### EXERCISE REQUIREMENTS:
What is the number of lines in the entries that contain "Deserialize"? Reply with that number only.

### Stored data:
——————

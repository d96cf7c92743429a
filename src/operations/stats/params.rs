use serde::Deserialize;

use crate::error::{GeometryError, Result};
use crate::math::DEFAULT_SNAP_TOLERANCE;

/// Rooms below this area (m²) are treated as drawing artifacts.
pub const DEFAULT_MIN_ROOM_AREA: f64 = 1.0;

/// Which points of a room edge must lie on a wall for the edge to count as
/// wall perimeter.
#[derive(Debug, Clone, Copy, PartialEq, Eq, Default, Deserialize)]
#[serde(rename_all = "snake_case")]
pub enum EdgeSampling {
    /// Only the edge midpoint is tested.
    #[default]
    Midpoint,
    /// The midpoint and both endpoints must each lie on a wall.
    MidpointAndEndpoints,
}

/// Parameters for room statistics.
#[derive(Debug, Clone, Copy, PartialEq, Deserialize)]
#[serde(default)]
pub struct StatsParams {
    /// Snapping distance between room edges and walls, in centimeters.
    pub tolerance: f64,
    /// Edge sampling policy.
    pub sampling: EdgeSampling,
    /// Materiality threshold in m²; smaller rooms are not reported.
    pub min_room_area: f64,
}

impl Default for StatsParams {
    fn default() -> Self {
        Self {
            tolerance: DEFAULT_SNAP_TOLERANCE,
            sampling: EdgeSampling::Midpoint,
            min_room_area: DEFAULT_MIN_ROOM_AREA,
        }
    }
}

impl StatsParams {
    /// Sets the snapping tolerance.
    #[must_use]
    pub fn with_tolerance(mut self, tolerance: f64) -> Self {
        self.tolerance = tolerance;
        self
    }

    /// Sets the edge sampling policy.
    #[must_use]
    pub fn with_sampling(mut self, sampling: EdgeSampling) -> Self {
        self.sampling = sampling;
        self
    }

    /// Checks that tolerance and threshold are finite and non-negative.
    ///
    /// # Errors
    ///
    /// Returns `GeometryError::ParameterOutOfRange` for the first offending
    /// parameter.
    pub fn validate(&self) -> Result<()> {
        for (parameter, value) in [
            ("tolerance", self.tolerance),
            ("min_room_area", self.min_room_area),
        ] {
            if !value.is_finite() || value < 0.0 {
                return Err(GeometryError::ParameterOutOfRange {
                    parameter,
                    value,
                    min: 0.0,
                    max: f64::MAX,
                }
                .into());
            }
        }
        Ok(())
    }
}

——————

### FINISHED TASK:
3